As of 2025, although there has been limited diplomatic contacts between Iraq and Kosovo in several instances, there are no formal diplomatic relations between two states as Iraq has not recognized Kosovo as a sovereign state.

== History ==
At a meeting on 28 May 2009 with Kosovo's Foreign Minister, Skënder Hyseni, the representative of Iraq to the United Nations, Hamid Al Bayati, reportedly said that Kosovo deserved to be recognised by other states and that Iraq's decision to recognise would come at a suitable time.

At a meeting in September 2009 with Hyseni, Iraqi Foreign Minister, Hoshyar Zebari, said that Kosovo's request for recognition was being studied closely. He said that he would forward the request to his Government, and that "we understand the right of peoples to self-determination".

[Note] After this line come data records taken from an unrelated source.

//! CSV export of the current view.

use std::fmt::Write as _;
use std::path::{Path, PathBuf};

use tracing::info;

use crate::error::{Error, Result};
use crate::record::RankingEntry;

/// File name every export is written under.
pub const EXPORT_FILE_NAME: &str = "university_rankings.csv";

const HEADER: &str = "rank,university,country,score";

fn quote(field: &str) -> String {
    format!("\"{}\"", field.replace('"', "\"\""))
}

/// Serialize `view` as CSV, in view order.
///
/// Returns `None` for an empty view; there is nothing to export.
#[must_use]
pub fn export_csv(view: &[RankingEntry]) -> Option<Vec<u8>> {
    if view.is_empty() {
        return None;
    }

    let mut out = String::with_capacity(HEADER.len() + view.len() * 48);
    out.push_str(HEADER);
    out.push('\n');
    for entry in view {
        let _ = writeln!(
            out,
            "{},{},{},{}",
            entry.rank,
            quote(&entry.university),
            quote(&entry.country),
            entry.score_text()
        );
    }
    Some(out.into_bytes())
}

/// Write the export for `view` into `directory`, creating it if needed.
///
/// Returns the written path, or `None` when the view is empty and nothing was
/// written.
///
/// # Errors
///
/// Returns an error if the directory cannot be created or the file cannot be
/// written.
pub fn write_export(directory: &Path, view: &[RankingEntry]) -> Result<Option<PathBuf>> {
    let Some(bytes) = export_csv(view) else {
        return Ok(None);
    };

    std::fs::create_dir_all(directory).map_err(|source| Error::DirectoryCreate {
        path: directory.to_path_buf(),
        source,
    })?;
    let path = directory.join(EXPORT_FILE_NAME);
    std::fs::write(&path, bytes)?;
    info!("Exported {} rows to {}", view.len(), path.display());
    Ok(Some(path))
}
//! `unirank` - A university ranking directory with local ratings and notes
//!
//! This library loads a ranking data set, derives filtered and sorted views of
//! it, keeps per-university star ratings and free-text notes in local storage,
//! optionally shares notes through a remote log, and exports views to CSV.

#![warn(missing_docs)]
#![warn(missing_debug_implementations)]
#![deny(unsafe_code)]

pub mod app;
pub mod cli;
pub mod config;
pub mod error;
pub mod export;
pub mod logging;
pub mod persistence;
pub mod query;
pub mod record;
pub mod remote;
pub mod storage;
pub mod view;

pub use app::{App, Notice, QueryEdit, UiEvent};
pub use config::Config;
pub use error::{Error, Result};
pub use logging::init_logging;
pub use persistence::{Note, NoteDraft, Persistence, Ratings};
pub use query::{QuerySpec, RawQuery, SortKey};
pub use record::{RankingEntry, RecordStore};
pub use view::ViewModel;
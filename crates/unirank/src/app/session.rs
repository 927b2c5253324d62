//! Line-oriented interactive session.
//!
//! Each input line is one command. Query edits go through [`debounce`] so a
//! burst of edits re-derives the view once; other commands apply right away.
//! Live note snapshots are folded in as they arrive.

use std::io::Write;
use std::time::Duration;

use tokio::io::{AsyncBufRead, AsyncBufReadExt};
use tokio::sync::mpsc;
use tracing::{debug, warn};

use super::{debounce, App, QueryEdit, UiEvent};
use crate::error::Result;
use crate::persistence::{Note, NoteDraft};
use crate::query::SortKey;
use crate::remote::NoteSubscription;
use crate::view;

/// Pending query edits buffered before the debouncer.
const EDIT_BUFFER: usize = 32;

/// A parsed input line.
#[derive(Debug, Clone, PartialEq, Eq)]
pub enum SessionCommand {
    /// Apply an event.
    Event(UiEvent),
    /// Redraw the screen.
    Show,
    /// Print the command list.
    Help,
    /// End the session.
    Quit,
}

/// Command list printed by `help`.
#[must_use]
pub fn help_text() -> String {
    let sorts: Vec<&str> = SortKey::ALL.iter().map(SortKey::as_str).collect();
    format!(
        "Commands:
  search <text>                    filter by name or country
  country <name>                   show one country (empty for all)
  min <rank> / max <rank>          rank bounds (empty to clear)
  sort <key>                       {}
  reset                            clear every filter
  rate <row> <stars>               vote 1-5 for a row of the table
  note <university> | [<stars> |] <text>
  export                           write the table as CSV
  clear yes                        remove all local ratings and notes
  show | help | quit
",
        sorts.join(", ")
    )
}

fn split_word(line: &str) -> (&str, &str) {
    let line = line.trim();
    line.split_once(char::is_whitespace)
        .map_or((line, ""), |(word, rest)| (word, rest.trim()))
}

/// Parse one input line.
///
/// # Errors
///
/// Returns a usage message for unknown commands and malformed arguments.
pub fn parse_line(line: &str) -> std::result::Result<SessionCommand, String> {
    let (word, rest) = split_word(line);
    let query = |edit: QueryEdit| -> std::result::Result<SessionCommand, String> {
        Ok(SessionCommand::Event(UiEvent::Query(edit)))
    };

    match word.to_lowercase().as_str() {
        "" | "show" => Ok(SessionCommand::Show),
        "help" | "?" => Ok(SessionCommand::Help),
        "quit" | "exit" => Ok(SessionCommand::Quit),
        "search" => query(QueryEdit::Text(rest.to_string())),
        "country" => query(QueryEdit::Country(rest.to_string())),
        "min" => query(QueryEdit::RankMin(rest.to_string())),
        "max" => query(QueryEdit::RankMax(rest.to_string())),
        "sort" => query(QueryEdit::Sort(rest.to_string())),
        "reset" => query(QueryEdit::Reset),
        "rate" => parse_rate(rest),
        "note" => parse_note(rest),
        "export" => Ok(SessionCommand::Event(UiEvent::Export)),
        "clear" => Ok(SessionCommand::Event(UiEvent::ClearAll {
            confirmed: rest.eq_ignore_ascii_case("yes"),
        })),
        other => Err(format!("Unknown command `{other}`; type `help`")),
    }
}

fn parse_rate(rest: &str) -> std::result::Result<SessionCommand, String> {
    const USAGE: &str = "Usage: rate <row> <stars>";
    let (row, stars) = split_word(rest);
    let row = row.parse::<usize>().map_err(|_| USAGE.to_string())?;
    let stars = stars.parse::<i64>().map_err(|_| USAGE.to_string())?;
    Ok(SessionCommand::Event(UiEvent::Rate { row, stars }))
}

fn parse_note(rest: &str) -> std::result::Result<SessionCommand, String> {
    let parts: Vec<&str> = rest.splitn(3, '|').map(str::trim).collect();
    let (university, rating, text) = match parts.as_slice() {
        [university, text] => (*university, None, (*text).to_string()),
        [university, middle, text] => match middle.parse::<i64>() {
            Ok(stars) => (*university, Some(stars), (*text).to_string()),
            Err(_) => (*university, None, format!("{middle} | {text}")),
        },
        _ => return Err("Usage: note <university> | [<stars> |] <text>".to_string()),
    };
    Ok(SessionCommand::Event(UiEvent::AddNote(NoteDraft {
        author: String::new(),
        university: university.to_string(),
        text,
        rating,
    })))
}

fn draw(app: &mut App, out: &mut impl Write) -> Result<()> {
    for notice in app.take_notices() {
        writeln!(out, "! {notice}")?;
    }
    write!(out, "{}", view::render(&app.view_model()))?;
    out.flush()?;
    Ok(())
}

async fn next_snapshot(feed: &mut Option<NoteSubscription>) -> Option<Vec<Note>> {
    match feed {
        Some(subscription) => subscription.next().await,
        None => std::future::pending().await,
    }
}

/// Run an interactive session until `quit` or end of input.
///
/// Returns the app so callers can inspect the final state.
///
/// # Errors
///
/// Returns an error if reading input or writing output fails. Failures while
/// applying a command are printed and the session continues.
pub async fn run<R, W>(mut app: App, input: R, out: &mut W, delay: Duration) -> Result<App>
where
    R: AsyncBufRead + Unpin,
    W: Write,
{
    let mut lines = input.lines();
    let (edit_tx, edit_rx) = mpsc::channel(EDIT_BUFFER);
    let (settled_tx, mut settled_rx) = mpsc::channel(1);
    tokio::spawn(debounce(edit_rx, delay, settled_tx));

    let mut feed = app.attach_feed();
    let mut pending = false;
    draw(&mut app, out)?;

    loop {
        tokio::select! {
            line = lines.next_line() => {
                let Some(line) = line? else { break };
                match parse_line(&line) {
                    Ok(SessionCommand::Quit) => break,
                    Ok(SessionCommand::Show) => draw(&mut app, out)?,
                    Ok(SessionCommand::Help) => write!(out, "{}", help_text())?,
                    Ok(SessionCommand::Event(UiEvent::Query(edit))) => {
                        app.edit_query(edit);
                        pending = true;
                        // A full buffer already holds a pending refresh
                        let _ = edit_tx.try_send(());
                    }
                    Ok(SessionCommand::Event(event)) => {
                        // Rows and exports refer to the view the edits describe
                        if pending {
                            app.refresh_view();
                            pending = false;
                        }
                        if let Err(e) = app.dispatch(event).await {
                            warn!(error = %e, "Command failed");
                            writeln!(out, "Error: {e}")?;
                        }
                        draw(&mut app, out)?;
                    }
                    Err(usage) => writeln!(out, "{usage}")?,
                }
            }
            Some(()) = settled_rx.recv() => {
                pending = false;
                app.refresh_view();
                draw(&mut app, out)?;
            }
            snapshot = next_snapshot(&mut feed) => match snapshot {
                Some(notes) => {
                    debug!(count = notes.len(), "Notes snapshot");
                    app.set_notes(notes);
                    draw(&mut app, out)?;
                }
                None => feed = None,
            },
        }
    }

    // Closing the edit channel flushes any edit still waiting out its delay
    drop(edit_tx);
    while settled_rx.recv().await.is_some() {
        app.refresh_view();
    }
    if let Some(mut subscription) = feed {
        subscription.cancel();
    }
    Ok(app)
}
//! Database schema versioning for unirank.

use rusqlite::Connection;

use crate::error::{Error, Result};

use super::schema::SCHEMA_STATEMENTS;

/// The current schema version.
pub const CURRENT_VERSION: i32 = 1;

/// Key used to store the schema version in the metadata table.
const VERSION_KEY: &str = "schema_version";

/// Initialize the database schema.
///
/// Creates all tables and indexes if they don't exist, then runs any
/// pending migrations to bring the schema up to the current version.
///
/// # Errors
///
/// Returns an error if schema creation or migration fails, or if the
/// database was written by a newer version.
pub fn initialize_schema(conn: &Connection) -> Result<()> {
    for statement in SCHEMA_STATEMENTS {
        conn.execute(statement, [])?;
    }

    let version = get_schema_version(conn)?;
    if version > CURRENT_VERSION {
        return Err(Error::DatabaseMigration {
            message: format!(
                "database schema version {version} is newer than supported version {CURRENT_VERSION}"
            ),
        });
    }
    if version < CURRENT_VERSION {
        run_migrations(conn, version)?;
    }

    Ok(())
}

/// Get the current schema version from the database.
///
/// Returns 0 if no version is set (fresh database).
fn get_schema_version(conn: &Connection) -> Result<i32> {
    let result: std::result::Result<String, rusqlite::Error> = conn.query_row(
        "SELECT value FROM metadata WHERE key = ?1",
        [VERSION_KEY],
        |row| row.get(0),
    );

    match result {
        Ok(value) => value.parse().map_err(|_| Error::DatabaseMigration {
            message: format!("invalid schema version: {value}"),
        }),
        Err(rusqlite::Error::QueryReturnedNoRows) => Ok(0),
        Err(e) => Err(e.into()),
    }
}

fn set_schema_version(conn: &Connection, version: i32) -> Result<()> {
    conn.execute(
        "INSERT OR REPLACE INTO metadata (key, value) VALUES (?1, ?2)",
        (VERSION_KEY, version.to_string()),
    )?;
    Ok(())
}

fn run_migrations(conn: &Connection, from_version: i32) -> Result<()> {
    let mut current = from_version;

    while current < CURRENT_VERSION {
        current += 1;
        run_migration(conn, current)?;
    }

    set_schema_version(conn, CURRENT_VERSION)?;
    Ok(())
}

fn run_migration(conn: &Connection, version: i32) -> Result<()> {
    match version {
        // Version 1 is the base schema created by SCHEMA_STATEMENTS
        1 => set_schema_version(conn, 1),
        _ => Err(Error::DatabaseMigration {
            message: format!("unknown migration version: {version}"),
        }),
    }
}

#[cfg(test)]
mod tests {
    use super::*;

    fn create_test_db() -> Connection {
        Connection::open_in_memory().expect("failed to create in-memory database")
    }

    fn table_exists(conn: &Connection, name: &str) -> bool {
        let count: i32 = conn
            .query_row(
                "SELECT COUNT(*) FROM sqlite_master WHERE type='table' AND name=?1",
                [name],
                |row| row.get(0),
            )
            .unwrap();
        count == 1
    }

    #[test]
    fn test_initialize_schema_creates_tables() {
        let conn = create_test_db();
        initialize_schema(&conn).expect("failed to initialize schema");

        assert!(table_exists(&conn, "kv"));
        assert!(table_exists(&conn, "remote_notes"));
        assert!(table_exists(&conn, "metadata"));
    }

    #[test]
    fn test_initialize_schema_sets_version() {
        let conn = create_test_db();
        initialize_schema(&conn).unwrap();
        assert_eq!(get_schema_version(&conn).unwrap(), CURRENT_VERSION);
    }

    #[test]
    fn test_initialize_schema_idempotent() {
        let conn = create_test_db();
        initialize_schema(&conn).expect("first init failed");
        initialize_schema(&conn).expect("second init failed");
        assert_eq!(get_schema_version(&conn).unwrap(), CURRENT_VERSION);
    }

    #[test]
    fn test_newer_schema_is_rejected() {
        let conn = create_test_db();
        initialize_schema(&conn).unwrap();
        set_schema_version(&conn, CURRENT_VERSION + 1).unwrap();

        let err = initialize_schema(&conn).unwrap_err();
        assert!(err.to_string().contains("newer than supported"));
    }

    #[test]
    fn test_invalid_version_value() {
        let conn = create_test_db();
        initialize_schema(&conn).unwrap();
        conn.execute(
            "UPDATE metadata SET value = 'abc' WHERE key = ?1",
            [VERSION_KEY],
        )
        .unwrap();

        let err = get_schema_version(&conn).unwrap_err();
        assert!(err.to_string().contains("invalid schema version"));
    }

    #[test]
    fn test_run_migration_unknown_version() {
        let conn = create_test_db();
        initialize_schema(&conn).unwrap();

        let err = run_migration(&conn, 999).unwrap_err();
        assert!(err.to_string().contains("unknown migration version"));
    }
}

On 18 February 2010, following a meeting with Iraqi prime minister Nouri al-Maliki, Serbian Foreign Minister Vuk Jeremić said that Serbia strongly supports Iraq's territorial integrity just as Iraq supports Serbia. In May 2010, Ali al-Baldawi, a representative of the Islamic Supreme Council of Iraq, reportedly said that relations would be established with Kosovo once his party, which won the latest elections, forms a new government. On 6 August 2010, following a meeting with prime minister al-Maliki, the Serbian Defence Minister Dragan Šutanovac said that Iraq did not recognise the independence of Kosovo and added that Iraq had supported the sovereignty and territorial integrity of Serbia.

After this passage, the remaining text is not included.